§ Exercise prompt
Among the entries below, find the lines with "await" and copy them.
---- Material for the task
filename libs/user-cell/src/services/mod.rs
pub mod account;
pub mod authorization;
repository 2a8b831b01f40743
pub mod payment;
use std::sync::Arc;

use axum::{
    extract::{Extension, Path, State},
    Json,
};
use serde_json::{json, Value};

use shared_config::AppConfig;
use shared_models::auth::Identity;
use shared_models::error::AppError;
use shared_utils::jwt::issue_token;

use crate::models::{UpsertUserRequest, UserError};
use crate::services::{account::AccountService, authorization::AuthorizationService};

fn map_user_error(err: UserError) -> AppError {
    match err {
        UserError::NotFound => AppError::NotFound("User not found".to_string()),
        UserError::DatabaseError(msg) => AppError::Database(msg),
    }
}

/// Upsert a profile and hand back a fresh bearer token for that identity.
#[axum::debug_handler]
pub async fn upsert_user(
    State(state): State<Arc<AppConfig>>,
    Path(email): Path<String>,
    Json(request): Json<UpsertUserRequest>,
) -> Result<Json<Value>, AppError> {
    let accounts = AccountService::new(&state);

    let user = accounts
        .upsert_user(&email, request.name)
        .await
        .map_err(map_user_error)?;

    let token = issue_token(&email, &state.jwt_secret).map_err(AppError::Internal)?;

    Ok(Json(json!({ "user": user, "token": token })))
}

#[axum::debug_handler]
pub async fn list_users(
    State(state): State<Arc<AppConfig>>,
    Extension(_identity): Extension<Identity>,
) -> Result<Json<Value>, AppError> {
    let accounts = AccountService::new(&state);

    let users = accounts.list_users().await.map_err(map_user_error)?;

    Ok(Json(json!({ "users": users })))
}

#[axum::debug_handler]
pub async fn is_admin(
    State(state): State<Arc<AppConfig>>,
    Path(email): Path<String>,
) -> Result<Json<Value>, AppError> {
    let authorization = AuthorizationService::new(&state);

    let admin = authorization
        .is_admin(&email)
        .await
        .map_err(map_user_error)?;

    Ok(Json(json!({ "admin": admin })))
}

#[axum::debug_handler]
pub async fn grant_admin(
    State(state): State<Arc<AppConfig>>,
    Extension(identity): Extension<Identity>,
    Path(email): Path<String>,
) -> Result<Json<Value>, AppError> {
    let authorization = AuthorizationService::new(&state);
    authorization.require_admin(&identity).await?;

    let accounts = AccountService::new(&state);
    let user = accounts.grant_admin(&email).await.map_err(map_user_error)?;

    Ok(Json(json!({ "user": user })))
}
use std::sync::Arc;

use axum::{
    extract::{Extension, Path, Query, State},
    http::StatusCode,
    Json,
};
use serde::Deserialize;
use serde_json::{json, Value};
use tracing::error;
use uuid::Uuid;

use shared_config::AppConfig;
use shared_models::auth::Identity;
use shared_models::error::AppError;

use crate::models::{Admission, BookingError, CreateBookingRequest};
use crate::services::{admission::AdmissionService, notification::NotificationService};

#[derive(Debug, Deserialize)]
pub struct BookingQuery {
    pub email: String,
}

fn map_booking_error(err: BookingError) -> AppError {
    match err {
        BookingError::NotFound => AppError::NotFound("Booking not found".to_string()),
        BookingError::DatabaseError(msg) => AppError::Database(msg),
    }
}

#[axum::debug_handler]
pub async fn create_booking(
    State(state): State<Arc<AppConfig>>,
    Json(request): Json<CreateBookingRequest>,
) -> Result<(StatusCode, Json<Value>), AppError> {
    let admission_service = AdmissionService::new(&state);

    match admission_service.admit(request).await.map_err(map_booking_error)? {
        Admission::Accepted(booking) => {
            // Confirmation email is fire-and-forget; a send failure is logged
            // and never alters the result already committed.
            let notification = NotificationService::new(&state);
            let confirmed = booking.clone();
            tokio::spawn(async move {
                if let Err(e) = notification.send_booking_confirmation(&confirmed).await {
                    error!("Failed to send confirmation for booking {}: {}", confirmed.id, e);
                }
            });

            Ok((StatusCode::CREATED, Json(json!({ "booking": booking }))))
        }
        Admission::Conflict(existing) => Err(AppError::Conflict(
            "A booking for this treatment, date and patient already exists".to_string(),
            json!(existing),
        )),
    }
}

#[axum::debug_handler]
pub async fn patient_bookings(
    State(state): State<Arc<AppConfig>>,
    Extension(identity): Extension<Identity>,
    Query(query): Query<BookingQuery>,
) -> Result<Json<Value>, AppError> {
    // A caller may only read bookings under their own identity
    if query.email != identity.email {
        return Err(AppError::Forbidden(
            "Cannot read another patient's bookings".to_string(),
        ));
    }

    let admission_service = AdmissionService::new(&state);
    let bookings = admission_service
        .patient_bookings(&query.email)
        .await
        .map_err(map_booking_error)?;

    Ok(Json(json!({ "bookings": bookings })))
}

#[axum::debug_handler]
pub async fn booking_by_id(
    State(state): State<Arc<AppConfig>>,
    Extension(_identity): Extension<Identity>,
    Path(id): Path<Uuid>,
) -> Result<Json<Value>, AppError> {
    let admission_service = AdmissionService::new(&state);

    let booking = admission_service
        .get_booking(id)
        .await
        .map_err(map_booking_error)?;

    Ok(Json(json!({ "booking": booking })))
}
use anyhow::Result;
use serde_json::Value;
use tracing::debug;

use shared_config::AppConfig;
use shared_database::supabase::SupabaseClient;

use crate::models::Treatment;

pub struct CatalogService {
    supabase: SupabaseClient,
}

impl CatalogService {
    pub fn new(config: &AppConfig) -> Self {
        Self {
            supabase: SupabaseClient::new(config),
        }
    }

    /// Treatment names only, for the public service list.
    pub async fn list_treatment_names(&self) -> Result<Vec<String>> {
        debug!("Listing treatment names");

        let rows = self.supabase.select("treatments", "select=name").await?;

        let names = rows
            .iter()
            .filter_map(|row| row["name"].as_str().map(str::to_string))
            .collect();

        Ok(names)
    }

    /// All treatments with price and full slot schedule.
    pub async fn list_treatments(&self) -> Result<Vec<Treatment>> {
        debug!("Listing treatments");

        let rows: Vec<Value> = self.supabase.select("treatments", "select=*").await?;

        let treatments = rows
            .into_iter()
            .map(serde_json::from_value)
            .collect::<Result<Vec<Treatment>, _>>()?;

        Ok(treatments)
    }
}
--------
---- Material for the task
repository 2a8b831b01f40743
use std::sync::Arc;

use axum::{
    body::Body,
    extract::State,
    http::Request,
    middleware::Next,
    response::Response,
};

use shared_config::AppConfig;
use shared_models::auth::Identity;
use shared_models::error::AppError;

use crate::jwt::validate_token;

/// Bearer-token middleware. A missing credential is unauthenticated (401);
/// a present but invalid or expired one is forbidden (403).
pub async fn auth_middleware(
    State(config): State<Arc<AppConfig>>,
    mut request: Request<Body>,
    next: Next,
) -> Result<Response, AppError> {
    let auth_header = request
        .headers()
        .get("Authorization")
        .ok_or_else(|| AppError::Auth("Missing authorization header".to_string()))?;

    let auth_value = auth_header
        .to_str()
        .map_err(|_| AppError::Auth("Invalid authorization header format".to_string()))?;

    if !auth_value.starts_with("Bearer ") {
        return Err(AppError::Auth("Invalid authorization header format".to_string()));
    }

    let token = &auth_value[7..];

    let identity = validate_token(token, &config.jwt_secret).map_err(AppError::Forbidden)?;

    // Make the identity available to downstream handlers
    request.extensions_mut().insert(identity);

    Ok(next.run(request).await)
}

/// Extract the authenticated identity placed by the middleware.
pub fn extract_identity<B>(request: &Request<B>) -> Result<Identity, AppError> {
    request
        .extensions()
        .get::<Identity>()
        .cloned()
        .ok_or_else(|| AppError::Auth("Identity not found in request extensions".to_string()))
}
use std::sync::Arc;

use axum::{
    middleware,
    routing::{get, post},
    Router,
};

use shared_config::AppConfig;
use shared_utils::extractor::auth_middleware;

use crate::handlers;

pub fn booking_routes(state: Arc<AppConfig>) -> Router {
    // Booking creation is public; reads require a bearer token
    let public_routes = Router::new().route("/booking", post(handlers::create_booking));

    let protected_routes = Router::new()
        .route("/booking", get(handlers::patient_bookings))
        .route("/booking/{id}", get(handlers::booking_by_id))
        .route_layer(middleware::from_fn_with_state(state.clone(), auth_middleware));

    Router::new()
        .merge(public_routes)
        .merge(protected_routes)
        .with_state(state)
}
--------
§ Written response
        .await
    let users = accounts.list_users().await.map_err(map_user_error)?;
        .await
    authorization.require_admin(&identity).await?;
    let user = accounts.grant_admin(&email).await.map_err(map_user_error)?;
    match admission_service.admit(request).await.map_err(map_booking_error)? {
                if let Err(e) = notification.send_booking_confirmation(&confirmed).await {
        .await
        .await
        let rows = self.supabase.select("treatments", "select=name").await?;
        let rows: Vec<Value> = self.supabase.select("treatments", "select=*").await?;
    Ok(next.run(request).await)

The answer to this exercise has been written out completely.